• What is needed
Give the number of lines in the material below that contain the word "HexDigitString", and nothing else.
[Supplied entries — start]
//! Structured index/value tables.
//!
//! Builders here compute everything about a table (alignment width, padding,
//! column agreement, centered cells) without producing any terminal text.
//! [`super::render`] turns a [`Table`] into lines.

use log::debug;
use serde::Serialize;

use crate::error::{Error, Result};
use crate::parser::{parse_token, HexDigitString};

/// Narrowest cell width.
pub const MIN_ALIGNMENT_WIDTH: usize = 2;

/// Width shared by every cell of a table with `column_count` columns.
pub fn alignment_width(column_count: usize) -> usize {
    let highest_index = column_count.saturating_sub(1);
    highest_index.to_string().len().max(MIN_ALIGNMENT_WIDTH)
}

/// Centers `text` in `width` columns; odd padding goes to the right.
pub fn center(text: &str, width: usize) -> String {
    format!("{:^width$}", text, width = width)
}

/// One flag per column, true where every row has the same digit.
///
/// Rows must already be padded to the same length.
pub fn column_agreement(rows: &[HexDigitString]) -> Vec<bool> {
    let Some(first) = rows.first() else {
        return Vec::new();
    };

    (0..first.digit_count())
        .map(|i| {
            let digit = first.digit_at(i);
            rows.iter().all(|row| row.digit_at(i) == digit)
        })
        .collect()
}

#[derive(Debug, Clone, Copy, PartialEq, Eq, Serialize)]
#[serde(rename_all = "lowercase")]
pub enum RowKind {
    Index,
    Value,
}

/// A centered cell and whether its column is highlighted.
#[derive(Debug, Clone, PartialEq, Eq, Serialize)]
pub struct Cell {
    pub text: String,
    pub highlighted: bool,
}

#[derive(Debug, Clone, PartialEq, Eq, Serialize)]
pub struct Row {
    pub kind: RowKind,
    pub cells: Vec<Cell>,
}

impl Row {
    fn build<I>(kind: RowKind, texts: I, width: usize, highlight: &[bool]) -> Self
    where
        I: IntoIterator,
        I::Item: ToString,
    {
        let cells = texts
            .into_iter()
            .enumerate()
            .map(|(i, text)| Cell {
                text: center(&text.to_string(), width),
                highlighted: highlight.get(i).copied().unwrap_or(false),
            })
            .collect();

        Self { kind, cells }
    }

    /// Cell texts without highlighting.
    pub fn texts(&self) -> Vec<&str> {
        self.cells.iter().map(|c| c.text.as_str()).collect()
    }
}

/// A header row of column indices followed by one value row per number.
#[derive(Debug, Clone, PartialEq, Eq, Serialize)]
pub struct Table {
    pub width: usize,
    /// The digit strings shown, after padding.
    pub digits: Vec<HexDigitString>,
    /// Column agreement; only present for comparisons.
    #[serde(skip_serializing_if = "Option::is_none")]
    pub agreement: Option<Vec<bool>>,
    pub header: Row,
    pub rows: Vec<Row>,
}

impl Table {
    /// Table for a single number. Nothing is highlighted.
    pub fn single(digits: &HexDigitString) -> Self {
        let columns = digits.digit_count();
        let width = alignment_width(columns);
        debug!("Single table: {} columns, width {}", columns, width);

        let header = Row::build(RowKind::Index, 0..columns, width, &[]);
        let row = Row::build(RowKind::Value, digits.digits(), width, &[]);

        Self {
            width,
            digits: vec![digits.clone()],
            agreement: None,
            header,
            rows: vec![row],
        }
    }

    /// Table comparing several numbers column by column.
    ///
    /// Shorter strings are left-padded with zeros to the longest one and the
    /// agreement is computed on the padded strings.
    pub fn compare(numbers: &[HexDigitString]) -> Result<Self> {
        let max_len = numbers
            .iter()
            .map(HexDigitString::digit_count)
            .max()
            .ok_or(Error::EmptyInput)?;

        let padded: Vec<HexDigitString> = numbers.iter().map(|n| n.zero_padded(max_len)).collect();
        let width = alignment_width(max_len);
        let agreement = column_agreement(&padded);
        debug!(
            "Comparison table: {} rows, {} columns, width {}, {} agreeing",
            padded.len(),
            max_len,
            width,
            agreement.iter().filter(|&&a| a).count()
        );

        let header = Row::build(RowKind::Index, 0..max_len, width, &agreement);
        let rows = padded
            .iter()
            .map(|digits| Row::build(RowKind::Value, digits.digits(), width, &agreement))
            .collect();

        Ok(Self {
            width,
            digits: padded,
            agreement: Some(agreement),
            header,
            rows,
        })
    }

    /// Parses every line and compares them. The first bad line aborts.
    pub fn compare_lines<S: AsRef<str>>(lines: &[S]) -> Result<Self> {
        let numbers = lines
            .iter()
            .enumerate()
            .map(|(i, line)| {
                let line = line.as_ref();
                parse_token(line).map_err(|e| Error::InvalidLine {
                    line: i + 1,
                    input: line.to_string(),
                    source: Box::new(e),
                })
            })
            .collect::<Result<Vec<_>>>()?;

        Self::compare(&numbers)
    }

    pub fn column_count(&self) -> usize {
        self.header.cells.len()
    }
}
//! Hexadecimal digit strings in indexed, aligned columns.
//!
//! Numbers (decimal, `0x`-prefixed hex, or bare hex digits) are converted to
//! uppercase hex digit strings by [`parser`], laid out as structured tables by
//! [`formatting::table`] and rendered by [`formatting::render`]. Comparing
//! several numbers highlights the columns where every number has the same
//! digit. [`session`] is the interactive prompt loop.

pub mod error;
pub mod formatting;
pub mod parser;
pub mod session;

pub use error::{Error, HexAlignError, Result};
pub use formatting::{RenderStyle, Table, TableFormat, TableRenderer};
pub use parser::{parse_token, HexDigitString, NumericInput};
[Supplied entries — finish]
• Exercise solution
8